Strange Things You Never Noticed About Christmas Movies

I wait all year long to watch classic Christmas movies. And I mean classic. None of that bullshit inside Hallmark jargon. Sorry, I was way forcing that quote and I didn’t pull it off very well. I just can’t help myself, I am THAT in love with real classic Christmas movies that teach us morals about love and togetherness and what really matters. Over and over I watch them to feel the spirit of glorious trees with dazzling lights and turkey and puzzles and wine and family and shopping and wrappings. Something funny happens, though, when you’ve watched them over and over and over, year after year for decades. Weird patterns emerge. And you notice things. Little things that a casual viewer would never catch. Have you noticed any of these before?

Christmas Movies Do Not Include Christmas Day

I’ve come to discover that this is mostly due to an American obsession with the lead-up to Christmas. Most of us get so amped up through December, that by the time December 26 rolls around, we’re spent and ready to hibernate for the winter. A lot of European countries, on the other hand, don’t understand this. Yes, there’s a build-up to Christmas, but Eve and Day are merely a kick-off to Twelve Days of Christmas, which include various festivals and traditions.

So I suppose it’s the enormous Yule frenzy that Americans (including myself) adore that has caused a strange pattern in our most beloved movies: Almost none of them include Christmas Day. I suppose the idea is that by the time we get to the proper holiday, we’ve sorted all of our conflicts and obstacles.
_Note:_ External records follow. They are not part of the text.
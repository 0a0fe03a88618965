//! Rendering to stdout, to files and from stdin.

use predicates::prelude::*;

use crate::common::{jpp, mov_templates};
use jpp_cli::test_utils::TemplateDir;

#[test]
fn test_flags_hex_and_test_id_from_stdin() {
    let dir = TemplateDir::new().unwrap();
    jpp(&dir)
        .write_stdin("{{ V | hex }},{{ test_id() }}")
        .assert()
        .success()
        .stdout("0x100,1");
}

#[test]
fn test_render_file_to_stdout() {
    let dir = mov_templates();
    jpp(&dir)
        .arg("mov.jS")
        .assert()
        .success()
        .stdout("mov #0x200, r4 ; test 1\nmov #0x200, r5 ; test 2\n");
}

#[test]
fn test_render_to_output_file() {
    let dir = mov_templates();
    jpp(&dir).args(["-o", "out/mov.S", "mov.jS"]).assert().success().stdout("");
    assert_eq!(
        dir.read("out/mov.S").unwrap(),
        "mov #0x200, r4 ; test 1\nmov #0x200, r5 ; test 2\n"
    );
}

#[test]
fn test_infile_in_subdirectory_resolves_includes_there() {
    let dir = TemplateDir::new().unwrap();
    dir.write("src/main.jS", "{% include 'part.inc' %}{{ base2 | ext0 }}\n").unwrap();
    dir.write("src/part.inc", "part ").unwrap();
    jpp(&dir).arg("src/main.jS").assert().success().stdout("part 120\n");
}

#[test]
fn test_stdin_dash_argument() {
    let dir = TemplateDir::new().unwrap();
    dir.write("a.inc", "{{ 0x80 | ext1 }}").unwrap();
    jpp(&dir)
        .arg("-")
        .write_stdin("{% include 'a.inc' %} {% for k, v in {'a': 1, 'b': 2} | selectkeys(['b']) | items %}{{ k }}={{ v }}{% endfor %}")
        .assert()
        .success()
        .stdout("-128 b=2");
}

#[test]
fn test_verbose_logs_to_stderr() {
    let dir = TemplateDir::new().unwrap();
    jpp(&dir)
        .arg("--verbose")
        .write_stdin("x")
        .assert()
        .success()
        .stdout("x")
        .stderr(predicate::str::contains("rendering"));
}
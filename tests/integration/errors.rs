//! Failures: non-zero exit, a readable message, no outputs written.

use predicates::prelude::*;

use crate::common::jpp;
use jpp_cli::test_utils::TemplateDir;

#[test]
fn test_undefined_name_fails_without_output_file() {
    let dir = TemplateDir::new().unwrap();
    dir.write("bad.jS", "ok\n{{ bse1 }}\n").unwrap();

    jpp(&dir)
        .args(["-MD", "-o", "bad.S", "bad.jS"])
        .assert()
        .failure()
        .code(1)
        .stderr(predicate::str::contains("UndefinedName"))
        .stderr(predicate::str::contains("bad.jS, line 2"));
    assert!(!dir.path("bad.S").exists());
    assert!(!dir.path("bad.d").exists());
}

#[test]
fn test_failed_render_keeps_previous_output() {
    let dir = TemplateDir::new().unwrap();
    dir.write("bad.jS", "{{ [1] | selectkeys(['a']) }}").unwrap();
    dir.write("bad.S", "previous\n").unwrap();

    jpp(&dir)
        .args(["-o", "bad.S", "bad.jS"])
        .assert()
        .failure()
        .stderr(predicate::str::contains("selectkeys expects a mapping"));
    assert_eq!(dir.read("bad.S").unwrap(), "previous\n");
}

#[test]
fn test_missing_include() {
    let dir = TemplateDir::new().unwrap();
    dir.write("main.jS", "{% include 'nope.inc' %}").unwrap();
    jpp(&dir)
        .args(["-M", "main.jS"])
        .assert()
        .failure()
        .stdout("")
        .stderr(predicate::str::contains("NotFound"))
        .stderr(predicate::str::contains("nope.inc"));
}

#[test]
fn test_missing_infile() {
    let dir = TemplateDir::new().unwrap();
    jpp(&dir)
        .arg("absent.jS")
        .assert()
        .failure()
        .stderr(predicate::str::contains("NotFound"));
}

#[test]
fn test_syntax_error() {
    let dir = TemplateDir::new().unwrap();
    jpp(&dir)
        .write_stdin("{% if %}")
        .assert()
        .failure()
        .stderr(predicate::str::contains("ParseError"));
}

#[test]
fn test_verbose_conflicts_with_quiet() {
    let dir = TemplateDir::new().unwrap();
    jpp(&dir).args(["-v", "-q"]).assert().failure().code(2);
}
We’ve confessed our love. I guess. Still, it’s a little weird when you think on it. Still, a few films do treasure the proper holiday. After all, none of the takes on A Christmas Carol would work without Scrooge on Christmas morning. A Christmas Story and Home Alone also buck the trend.

  • National Lampoon’s Christmas Vacation
  • It’s a Wonderful Life
  • Love Actually
  • Die Hard
  • Scrooged
  • The Ref
  • Bad Santa
  • Elf

Christmas Movies Feature a Character Watching It’s a Wonderful Life

My mom once explained to me that IAWL is such a Christmas classic because the rights to it were cheap or free or something in the 70s or 80s. I don’t know. She could’ve been making it up. Or drunk. Just kidding. Kind of. But the point was that the broadcast of this movie was so ubiquitous in the days before streaming and downloading, that it was almost inescapable at holiday time. The networks just hammered people with its saccharine message of faith and community. Hence, if you watch for it, so many of our beloved movies since that time have referenced Jimmy Stewart and Bedford Falls by directly showing us scenes. Movies within movies.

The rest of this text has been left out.